Lemmata
Maja Behrmann
January 15 – March 7, 2026
Opening: Thursday, January 15, 5 – 8pm
The Berlin gallery is not barrier-free. But please feel free to call ahead at +49-30-2806605 and we are happy to assist you, so that it will be possible for you to enjoy the show.

Sharpening, pointing the tool. Changing the blade. Change of position. Changing my position. Threading, stringing together. Not new; transformed. Calibrating, regrouping.
(Against) wanting to classify. Rotating to find orientation in the explanation gap.
A set piece is movable and can be transferred, can therefore be integrated from an existing context into a new one.
Flexibility, re-use, correction.
Filling voids with other material to create a stable base.
Oxford Languages says:
“In lexicography and linguistics, the lemma is the basic form of a word, i.e. the one word form under which you can find a term in a reference work.” Likewise: “In Mathematics and Logic auxiliary sentence. One generally smaller, proven statement used to prove a larger statement.”
I rewrite my to-do list every day, I actually copy it. Few items can be checked off, new ones are added, and sub-items emerge from the existing ones. Subtle complexities interweave.
No re-arranging—sorting out is essential, practically constantly. Otherwise I cannot have an overview of the accumulated as a collection. There is no question this could be considered an archive.
A loose snippet may capture a loose idea materially, but it doesn’t render the project less volatile. At least it allows its sorting to be postponed and gives an apology for the non-processing. By the time a wickerwork is knotted, the next debutants are already piling up to the left.

To the right as well, but I don’t look in all directions at the same time. I can hold my flat hand in front of my temple, shield myself and turn to the other side. At least the extent of the growing stack is not visible then.
What is outside of our field of vision receives less attention.
However, I can perceive it—between sound and feeling. I can feel a figure behind me. Even without eyes in the back of my head.
Identical screenshots and files pile up. Yes, even in several places, in several boxes and digital folders. And yes, at the same time, too. Often even named the same, just as often named differently. This way I have certainty and can meet them again on different routes.
Emptying the trash, like digital airing out. I can clear space by exchanging air.
But here, too, it is only a focus on a section. Air exchange already says it: exchange, not dissolution. Only the crumpled file is really dissolved.
I can’t let an overflow of options and material in my brain and gut pass by noticeably. I can practice and celebrate this: open the window and blow it outside. But the fact that something has been dragged out, only I can attest that to myself, acknowledge it mindfully.
Everything is flat in the Online Collection. Pleasing and at the same time multiplied input when illustrations are made available from multiple angles.
Large collection—small cabinet; functional space and presentation at the same time.
As I click and browse, I notice how much work people have already put in. And yet, the entries are like stenciled classifications. Overcompensation in order to cope with overstimulation.

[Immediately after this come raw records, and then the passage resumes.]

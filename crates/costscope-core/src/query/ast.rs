//! Minimal SELECT syntax tree with a single render step
//!
//! Values never appear in the rendered text: every literal becomes a `$n`
//! placeholder and is returned alongside the SQL in bind order.

use std::fmt::Write as _;

use chrono::{DateTime, Utc};
use serde::Serialize;

use crate::schema::{STANDARD_TIME_ZONE, TABLE_ALIAS};

/// Bound parameter
#[derive(Debug, Clone, PartialEq, Eq, Serialize)]
#[serde(untagged)]
pub enum SqlValue {
    /// Text parameter
    Text(String),
    /// Timestamp parameter
    Timestamp(DateTime<Utc>),
}

/// Aggregate function
#[derive(Debug, Clone, Copy, PartialEq, Eq, Hash)]
pub enum AggregateFn {
    /// `SUM`
    Sum,
    /// `MAX`
    Max,
    /// `MIN`
    Min,
    /// `AVG`
    Avg,
    /// `COUNT`
    Count,
}

impl AggregateFn {
    fn keyword(self) -> &'static str {
        match self {
            Self::Sum => "SUM",
            Self::Max => "MAX",
            Self::Min => "MIN",
            Self::Avg => "AVG",
            Self::Count => "COUNT",
        }
    }
}

/// Scalar expression
#[derive(Debug, Clone, PartialEq, Eq)]
pub enum Expr {
    /// Column of the fact table
    Column(&'static str),
    /// Aggregate over a column
    Aggregate {
        /// Function
        function: AggregateFn,
        /// Column
        column: &'static str,
        /// `DISTINCT` modifier
        distinct: bool,
    },
    /// `date_trunc(unit, column at time zone 'GMT')`
    TimeBucket {
        /// `date_trunc` unit
        unit: &'static str,
        /// Timestamp column
        column: &'static str,
    },
    /// Reference to a select alias
    Alias(&'static str),
}

impl Expr {
    /// Aggregate without `DISTINCT`
    pub fn aggregate(function: AggregateFn, column: &'static str) -> Self {
        Self::Aggregate {
            function,
            column,
            distinct: false,
        }
    }

    fn render(&self, out: &mut String) {
        match self {
            Self::Column(column) => {
                let _ = write!(out, "{TABLE_ALIAS}.{column}");
            }
            Self::Aggregate {
                function,
                column,
                distinct,
            } => {
                let modifier = if *distinct { "DISTINCT " } else { "" };
                let _ = write!(out, "{}({modifier}{TABLE_ALIAS}.{column})", function.keyword());
            }
            Self::TimeBucket { unit, column } => {
                let _ = write!(
                    out,
                    "date_trunc('{unit}', {TABLE_ALIAS}.{column} at time zone '{STANDARD_TIME_ZONE}')"
                );
            }
            Self::Alias(alias) => out.push_str(alias),
        }
    }
}

/// Selected expression with its output name
#[derive(Debug, Clone, PartialEq, Eq)]
pub struct SelectItem {
    /// Expression
    pub expr: Expr,
    /// Output alias
    pub alias: Option<&'static str>,
}

/// Comparison operator
#[derive(Debug, Clone, Copy, PartialEq, Eq)]
pub enum CompareOp {
    /// `=`
    Eq,
    /// `>=`
    GtEq,
    /// `<=`
    LtEq,
}

impl CompareOp {
    fn symbol(self) -> &'static str {
        match self {
            Self::Eq => "=",
            Self::GtEq => ">=",
            Self::LtEq => "<=",
        }
    }
}

/// WHERE term; terms are AND-ed without grouping parentheses
#[derive(Debug, Clone, PartialEq, Eq)]
pub enum Predicate {
    /// `column IS NOT NULL`
    NotNull(&'static str),
    /// `column [NOT] IN (...)`
    In {
        /// Column
        column: &'static str,
        /// Members
        values: Vec<String>,
        /// `NOT IN`
        negated: bool,
    },
    /// `column LIKE pattern`
    Like {
        /// Column
        column: &'static str,
        /// Pattern including wildcards
        pattern: String,
    },
    /// `column op value`
    Compare {
        /// Column
        column: &'static str,
        /// Operator
        op: CompareOp,
        /// Operand
        value: SqlValue,
    },
}

impl Predicate {
    /// Column the predicate constrains
    pub fn column(&self) -> &'static str {
        match self {
            Self::NotNull(column)
            | Self::In { column, .. }
            | Self::Like { column, .. }
            | Self::Compare { column, .. } => column,
        }
    }
}

/// ORDER BY term
#[derive(Debug, Clone, PartialEq, Eq)]
pub struct OrderItem {
    /// Expression
    pub expr: Expr,
    /// Descending order
    pub descending: bool,
}

/// Rendered statement
#[derive(Debug, Clone, PartialEq, Eq, Serialize)]
pub struct RenderedSql {
    /// SQL text with `$n` placeholders
    pub sql: String,
    /// Parameters in placeholder order
    pub params: Vec<SqlValue>,
}

/// SELECT over the fact table
#[derive(Debug, Clone, PartialEq, Eq, Default)]
pub struct SelectQuery {
    /// Select list
    pub columns: Vec<SelectItem>,
    /// Fact table name
    pub from: String,
    /// WHERE terms
    pub predicates: Vec<Predicate>,
    /// GROUP BY terms
    pub group_by: Vec<Expr>,
    /// ORDER BY terms
    pub order_by: Vec<OrderItem>,
    /// LIMIT
    pub limit: Option<u32>,
    /// OFFSET
    pub offset: Option<u32>,
}

impl SelectQuery {
    /// Empty query over `table`
    pub fn from_table(table: impl Into<String>) -> Self {
        Self {
            from: table.into(),
            ..Self::default()
        }
    }

    /// Append a select item
    pub fn select(&mut self, expr: Expr, alias: Option<&'static str>) {
        self.columns.push(SelectItem { expr, alias });
    }

    /// Whether a predicate equal to `predicate` is present
    pub fn has_predicate(&self, predicate: &Predicate) -> bool {
        self.predicates.iter().any(|p| p == predicate)
    }

    /// Render the statement
    pub fn render(&self) -> RenderedSql {
        let mut sql = String::from("SELECT ");
        let mut params = Vec::new();

        for (i, item) in self.columns.iter().enumerate() {
            if i > 0 {
                sql.push_str(", ");
            }
            item.expr.render(&mut sql);
            if let Some(alias) = item.alias {
                let _ = write!(sql, " AS {alias}");
            }
        }

        let _ = write!(sql, " FROM {} {TABLE_ALIAS}", self.from);

        if !self.predicates.is_empty() {
            sql.push_str(" WHERE ");
            for (i, predicate) in self.predicates.iter().enumerate() {
                if i > 0 {
                    sql.push_str(" AND ");
                }
                render_predicate(predicate, &mut sql, &mut params);
            }
        }

        if !self.group_by.is_empty() {
            sql.push_str(" GROUP BY ");
            for (i, expr) in self.group_by.iter().enumerate() {
                if i > 0 {
                    sql.push_str(", ");
                }
                expr.render(&mut sql);
            }
        }

        if !self.order_by.is_empty() {
            sql.push_str(" ORDER BY ");
            for (i, item) in self.order_by.iter().enumerate() {
                if i > 0 {
                    sql.push_str(", ");
                }
                item.expr.render(&mut sql);
                sql.push_str(if item.descending { " DESC" } else { " ASC" });
            }
        }

        if let Some(limit) = self.limit {
            let _ = write!(sql, " LIMIT {limit}");
        }
        if let Some(offset) = self.offset {
            let _ = write!(sql, " OFFSET {offset}");
        }

        RenderedSql { sql, params }
    }
}

fn bind(params: &mut Vec<SqlValue>, value: SqlValue) -> String {
    params.push(value);
    format!("${}", params.len())
}

fn render_predicate(predicate: &Predicate, sql: &mut String, params: &mut Vec<SqlValue>) {
    match predicate {
        Predicate::NotNull(column) => {
            let _ = write!(sql, "{TABLE_ALIAS}.{column} IS NOT NULL");
        }
        Predicate::In {
            column,
            values,
            negated,
        } => {
            if values.is_empty() {
                // Empty IN lists are not valid SQL
                sql.push_str(if *negated { "TRUE" } else { "FALSE" });
                return;
            }
            let keyword = if *negated { "NOT IN" } else { "IN" };
            let placeholders: Vec<String> = values
                .iter()
                .map(|v| bind(params, SqlValue::Text(v.clone())))
                .collect();
            let _ = write!(
                sql,
                "{TABLE_ALIAS}.{column} {keyword} ({})",
                placeholders.join(", ")
            );
        }
        Predicate::Like { column, pattern } => {
            let placeholder = bind(params, SqlValue::Text(pattern.clone()));
            let _ = write!(sql, "{TABLE_ALIAS}.{column} LIKE {placeholder}");
        }
        Predicate::Compare { column, op, value } => {
            let placeholder = bind(params, value.clone());
            let _ = write!(sql, "{TABLE_ALIAS}.{column} {} {placeholder}", op.symbol());
        }
    }
}

#[cfg(test)]
mod tests {
    use super::*;
    use chrono::TimeZone;
    use pretty_assertions::assert_eq;

    #[test]
    fn test_render_full_statement() {
        let mut query = SelectQuery::from_table("billing_data");
        query.select(Expr::aggregate(AggregateFn::Sum, "billingamount"), Some("cost"));
        query.select(
            Expr::TimeBucket {
                unit: "day",
                column: "starttime",
            },
            Some("time_series"),
        );
        query.select(Expr::Column("clusterid"), None);
        query.predicates.push(Predicate::NotNull("clusterid"));
        query.predicates.push(Predicate::In {
            column: "instancetype",
            values: vec!["K8S_NODE".into(), "ECS_TASK_FARGATE".into()],
            negated: false,
        });
        query.predicates.push(Predicate::Compare {
            column: "starttime",
            op: CompareOp::GtEq,
            value: SqlValue::Timestamp(Utc.timestamp_millis_opt(0).unwrap()),
        });
        query.predicates.push(Predicate::Compare {
            column: "accountid",
            op: CompareOp::Eq,
            value: SqlValue::Text("acc".into()),
        });
        query.group_by.push(Expr::TimeBucket {
            unit: "day",
            column: "starttime",
        });
        query.group_by.push(Expr::Column("clusterid"));
        query.order_by.push(OrderItem {
            expr: Expr::Alias("time_series"),
            descending: false,
        });

        let rendered = query.render();
        assert_eq!(
            rendered.sql,
            "SELECT SUM(t0.billingamount) AS cost, \
             date_trunc('day', t0.starttime at time zone 'GMT') AS time_series, t0.clusterid \
             FROM billing_data t0 \
             WHERE t0.clusterid IS NOT NULL AND t0.instancetype IN ($1, $2) \
             AND t0.starttime >= $3 AND t0.accountid = $4 \
             GROUP BY date_trunc('day', t0.starttime at time zone 'GMT'), t0.clusterid \
             ORDER BY time_series ASC"
        );
        assert_eq!(rendered.params.len(), 4);
        assert_eq!(rendered.params[0], SqlValue::Text("K8S_NODE".into()));
        assert_eq!(rendered.params[3], SqlValue::Text("acc".into()));
    }

    #[test]
    fn test_render_not_in_like_and_paging() {
        let mut query = SelectQuery::from_table("billing_data_hourly");
        query.select(
            Expr::Aggregate {
                function: AggregateFn::Count,
                column: "workloadname",
                distinct: true,
            },
            Some("count"),
        );
        query.predicates.push(Predicate::In {
            column: "workloadname",
            values: vec!["Unallocated".into()],
            negated: true,
        });
        query.predicates.push(Predicate::Like {
            column: "namespace",
            pattern: "%kube%".into(),
        });
        query.limit = Some(10);
        query.offset = Some(20);

        let rendered = query.render();
        assert_eq!(
            rendered.sql,
            "SELECT COUNT(DISTINCT t0.workloadname) AS count FROM billing_data_hourly t0 \
             WHERE t0.workloadname NOT IN ($1) AND t0.namespace LIKE $2 LIMIT 10 OFFSET 20"
        );
        assert_eq!(rendered.params[1], SqlValue::Text("%kube%".into()));
    }

    #[test]
    fn test_empty_in_list_renders_constant() {
        let mut query = SelectQuery::from_table("billing_data");
        query.select(Expr::Column("appid"), None);
        query.predicates.push(Predicate::In {
            column: "appid",
            values: vec![],
            negated: false,
        });
        assert_eq!(
            query.render().sql,
            "SELECT t0.appid FROM billing_data t0 WHERE FALSE"
        );
    }
}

What I know I can nurture; I can protect it and preserve it, I can wish to keep it close to me.
The familiarity makes it precious. Invariabilities become islands of rest; variations promise an overcoming of the surf.
“If it was important, you’ll remember it.”
HelloBetter says:
Consolation: To calm the worry of having forgotten something important.
Cognitive relief: Relieve the load on the working memory by conveying the assumption that the brain will retrieve the information when needed.
Area of application: Suitable for situations in which you feel overwhelmed and cannot remember everything at once, for example when stressed or flooded with information.
Method: Writing down thoughts relieves the brain and allows you to find important information more easily.
These are not sketches or studies. These are acquaintances.
Everything between automated decision-making and weary doubting.
Just now it is a magical garden. Interwoven tendrils, not filing. They find each other, complement each other, turning into an urge for action. Busyness (albeit hectic) and zeal make shiny pearls bubble up.
What might first appear as –– will, in fact, turn out to be something else entirely.
What even are valid formulations when everything is variable. And more than that, modifiable.
Sensitive objects. Can be, can become. Everything pretty contrived. What holds me together, what keeps me from resigning.